United States District Court, District of Columbia

April 30, 2018

DANIEL CHARLES DeFRAIA, Plaintiff,
v.
CENTRAL INTELLIGENCE AGENCY, Defendant.

          MEMORANDUM OPINION

          TREVOR N. MCFADDEN UNITED STATES DISTRICT JUDGE.

         The Plaintiff in this case, Daniel DeFraia, seeks specific records under the Freedom of Information Act related to the Central Intelligence Agency's former detention and interrogation program. The requested records have been separated into two categories, and both parties have moved for partial summary judgment on the first category, as the CIA continues to process and produce records from the second. I conclude that the CIA is entitled to partial summary judgment, because the parties have agreed to narrow the FOIA requests at issue to specified contracts and the records “cited in” a specified Senate committee report, and the CIA has produced all of the required records in those agreed-upon sets.

         I. BACKGROUND

         In December 2014, Mr. DeFraia sent the CIA a FOIA request seeking “a) all CIA contracts with Bruce Jessen, b) all CIA contracts with James Mitchell, c) contract information between Jessen and Mitchell, d) contracts between the CIA and Mitchell, Jessen[, ] and AMP Associates, and e) [] all information related to [] Jessen and [] Mitchell and their interaction with detainees including interrogation.” Compl. 4; Decl. of Antoinette Shiner, Def.'s Mot. Summ. J. Ex. 1, Exhibit A at 25, ECF No. 16-1 (the 2014 Request). “Dr. James Mitchell and Dr. Bruce Jessen were contractors employed by the CIA to assist in interrogating CIA detainees under the CIA's former detention and interrogation program.” Shiner Decl. ¶ 26. In May 2015, Mr. DeFraia sent another request asking for five categories of records that had been “cited in” or “stated in” the declassified portion of the report of the Senate Select Committee on Intelligence on that program. Shiner Decl. Ex. H, ECF No. 16-1 at 40 (the 2015 Request); see also Report of the Senate Select Committee on Intelligence Study of the CIA's Detention and Interrogation Program (Senate Report), available at https://www.intelligence.senate.gov/sites/default/files/ documents/CRPT-113srpt288.pdf (last visited April 26, 2018). Having received no documents in response to either request, Mr. DeFraia filed suit in September 2016.
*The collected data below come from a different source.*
//! Unified error types for the multisig account engine
//!
//! All failure paths flow through this module. Every error is raised
//! before any state mutation, so a failed submission can always be
//! corrected and retried.

use serde::{Deserialize, Serialize};
use std::fmt;

/// Main error type for all multisig operations
#[derive(Debug, Clone, Serialize, Deserialize)]
pub struct MultisigError {
    pub code: ErrorCode,
    pub message: String,
    pub details: Option<String>,
}

impl MultisigError {
    pub fn new(code: ErrorCode, message: impl Into<String>) -> Self {
        Self {
            code,
            message: message.into(),
            details: None,
        }
    }

    pub fn with_details(mut self, details: impl Into<String>) -> Self {
        self.details = Some(details.into());
        self
    }

    // Convenience constructors

    pub fn invalid_input(msg: impl Into<String>) -> Self {
        Self::new(ErrorCode::InvalidInput, msg)
    }

    pub fn invalid_owner_config(msg: impl Into<String>) -> Self {
        Self::new(ErrorCode::InvalidOwnerConfig, msg)
    }

    pub fn invalid_signatures(msg: impl Into<String>) -> Self {
        Self::new(ErrorCode::InvalidSignatures, msg)
    }

    pub fn unauthorized(msg: impl Into<String>) -> Self {
        Self::new(ErrorCode::Unauthorized, msg)
    }

    pub fn untrusted_delegate(msg: impl Into<String>) -> Self {
        Self::new(ErrorCode::UntrustedDelegate, msg)
    }

    pub fn stale_nonce_target(msg: impl Into<String>) -> Self {
        Self::new(ErrorCode::StaleNonceTarget, msg)
    }

    pub fn wallet_paused(msg: impl Into<String>) -> Self {
        Self::new(ErrorCode::WalletPaused, msg)
    }

    pub fn reentrant_call(msg: impl Into<String>) -> Self {
        Self::new(ErrorCode::ReentrantCall, msg)
    }

    pub fn unknown_wallet(msg: impl Into<String>) -> Self {
        Self::new(ErrorCode::UnknownWallet, msg)
    }

    pub fn unknown_version(msg: impl Into<String>) -> Self {
        Self::new(ErrorCode::UnknownVersion, msg)
    }

    pub fn implementation_not_usable(msg: impl Into<String>) -> Self {
        Self::new(ErrorCode::ImplementationNotUsable, msg)
    }

    pub fn insufficient_balance(msg: impl Into<String>) -> Self {
        Self::new(ErrorCode::InsufficientBalance, msg)
    }

    pub fn crypto_error(msg: impl Into<String>) -> Self {
        Self::new(ErrorCode::CryptoError, msg)
    }

    pub fn internal(msg: impl Into<String>) -> Self {
        Self::new(ErrorCode::Internal, msg)
    }
}

impl fmt::Display for MultisigError {
    fn fmt(&self, f: &mut fmt::Formatter<'_>) -> fmt::Result {
        write!(f, "[{:?}] {}", self.code, self.message)?;
        if let Some(ref details) = self.details {
            write!(f, " ({})", details)?;
        }
        Ok(())
    }
}

impl std::error::Error for MultisigError {}

/// Error codes for categorization
#[derive(Debug, Clone, Copy, PartialEq, Eq, Serialize, Deserialize)]
#[serde(rename_all = "snake_case")]
pub enum ErrorCode {
    // Validation errors: malformed input, rejected before any state change
    InvalidInput,
    InvalidAddress,
    InvalidOwnerConfig,
    InvalidPayload,

    // Authorization errors
    InvalidSignatures,
    Unauthorized,
    UntrustedDelegate,
    RecipientNotWhitelisted,

    // Governance conflicts
    StaleNonceTarget,

    // Execution gating
    WalletPaused,
    ReentrantCall,
    UnknownWallet,
    InsufficientBalance,

    // Registry errors
    UnknownVersion,
    ImplementationNotUsable,
    VersionExists,
    AddressCollision,

    // Crypto / internal
    CryptoError,
    Internal,
}

/// Result type alias used throughout the crate
pub type MultisigResult<T> = Result<T, MultisigError>;

#[cfg(test)]
mod tests {
    use super::*;

    #[test]
    fn test_error_display() {
        let err = MultisigError::invalid_input("empty owner set");
        assert_eq!(err.to_string(), "[InvalidInput] empty owner set");
    }

    #[test]
    fn test_error_with_details() {
        let err = MultisigError::unauthorized("caller is not the wallet")
            .with_details("caller 0x00..01");
        assert!(err.to_string().contains("caller 0x00..01"));
        assert_eq!(err.code, ErrorCode::Unauthorized);
    }

    #[test]
    fn test_error_code_serde() {
        let json = serde_json::to_string(&ErrorCode::UntrustedDelegate).unwrap();
        assert_eq!(json, "\"untrusted_delegate\"");
    }
}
         In a Joint Status Report submitted in December 2016, the parties informed the Court that “[w]ith respect to the first category of records sought [in the 2014 Request], the parties have agreed to refine the scope of the request as seeking contracts between (1) the CIA and (2) Bruce Jessen and/or James Mitchell and/or Mitchell Jessen & Associates from 2001-2009 that relate to the CIA's rendition, detention, and interrogation program.” ECF No. 7 at 2 (Joint Status Report). Both sides agreed to exclude a laundry list of sensitive information “from Defendant's initial production of records responsive to this category, ” such as the names and contact information of CIA personnel. Id. at 2-3. The CIA had already produced these exact documents for another litigation, [1] and so anticipated providing responsive records within two weeks, after which the Plaintiff “reserve[d] the right to request that CIA produce certain redacted material.” Joint Status Report at 3. As for the 2015 Request, “the parties [] agreed that the request will be processed as written.” Id.

         After productions from the CIA, both parties filed motions for summary judgment on the first portion of the 2014 Request and the full 2015 request. Mem. In Support of Def.'s Mot. Summ. J. (Def.'s Mot. Summ. J.) at 1-2, ECF No. 15; Mem. In Support of Pl.'s Mot. Summ. J. (Pl.'s Mot. Summ. J.), ECF No. 19. Production on the second portion of the 2014 Request is ongoing. See Order, ECF No. 28 at 1-2 (setting a production schedule that ends on June 29, 2018).

         II. LEGAL STANDARDS

         To prevail on a motion for summary judgment, a movant must show that “there is no genuine dispute as to any material fact and the movant is entitled to judgment as a matter of law.” Fed.R.Civ.P. 56(a); see also Anderson v. Liberty Lobby, Inc., 477 U.S. 242, 247 (1986); Celotex Corp v. Catrett, 477 U.S. 317, 322 (1986). The FOIA requires federal agencies to “disclose information to the public upon reasonable request unless the records at issue fall within specifically delineated exemptions.” Judicial Watch, Inc. v. FBI, 522 F.3d 364, 365-66 (D.C. Cir. 2008); see also 5 U.S.C. § 552(a)(3)(A) (records sought must be “reasonably describe[d]”). Thus, a FOIA defendant is entitled to summary judgment if it demonstrates that there is no genuine dispute as to whether “each document that falls within the class requested either has been produced, is unidentifiable or is wholly exempt from the Act's inspection requirements.” See Weisberg v. Dep't of Justice, 627 F.2d 365, 368 (D.C. Cir. 1980). The “vast majority” of FOIA cases are decided on motions for summary judgment. See Brayton v. Office of U.S. Trade Rep., 641 F.3d 521, 527 (D.C. Cir. 2011).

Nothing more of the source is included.